This is the code repository for the paper Word-Level Alignment of Paper Documents with their Electronic Full-Text Counterparts
The repository contains code for converting both .nxml and .pdf files to MMAX2 format, and for creating an alignment between both representations.
For copyright reasons, we cannot provide the scanned .pdf documents from our collection, nor all of the corresponding .pdf or .nxml files from PubMed Central.
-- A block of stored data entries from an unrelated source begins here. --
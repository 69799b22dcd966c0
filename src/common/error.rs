//! Error taxonomy surfaced to callers.
//!
//! Every recoverable condition is a variant here; callers branch on the
//! category and, for [`Error::Response`], on the decoded server code.
//! Violations of the protocol contract (a required element missing where the
//! server guarantees its presence, an empty response body) are panics, not
//! variants: they signal a library bug or a server behavior change and must
//! not be caught and continued.

use thiserror::Error;

use crate::codes::ResponseCode;

/// Crate-local result alias.
pub type Result<T> = std::result::Result<T, Error>;

#[derive(Error, Debug)]
pub enum Error {
    /// Connection, DNS, or TLS failure reported by the transport. Never
    /// retried by the library.
    #[error("transport failure: {0}")]
    Transport(#[source] anyhow::Error),

    /// Any HTTP status other than 200 or 500.
    #[error("unexpected HTTP status {0}")]
    UnexpectedHttpStatus(u16),

    /// The whole request was rejected with a SOAP fault (HTTP 500) and the
    /// fault body carried a generic fault string, or nothing parseable.
    #[error("SOAP fault: {0}")]
    SoapFault(String),

    /// A SOAP fault carrying the request-schema violation triple.
    #[error("schema violation at line {line}, position {position}: {violation}")]
    SchemaViolation {
        line: u32,
        position: u32,
        violation: String,
    },

    /// The server delivered the response (HTTP 200) but reported an
    /// application-level error for the operation. This is the common failure
    /// path for business-rule violations.
    #[error("server reported {0}")]
    Response(ResponseCode),

    /// Malformed XML where well-formed XML was required. Wraps the parser's
    /// diagnostic text.
    #[error("XML parse error: {0}")]
    Parse(String),
}
pub mod document;
pub mod fragment;

pub use document::{Attribute, NodeId, ResponseDocument, XmlDocument, escape_xml};
pub use fragment::XmlFragment;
Instead, the ./data folder contains the open-access paper
Seiya Watanabe, Yoshiaki Tanimoto, Seiji Yamauchi, Yuzuru Tozawa, Shigeki Sawayama, and Yasuo Watanabea (2014): Identification and characterization of trans-3-hydroxy-l-proline dehydratase and Δ1-pyrroline-2-carboxylate reductase involved in trans-3-hydroxy-l-proline metabolism of bacteria FEBS Open Bio. 2014; 4: 240–250.
in .pdf and .nxml format for demonstration.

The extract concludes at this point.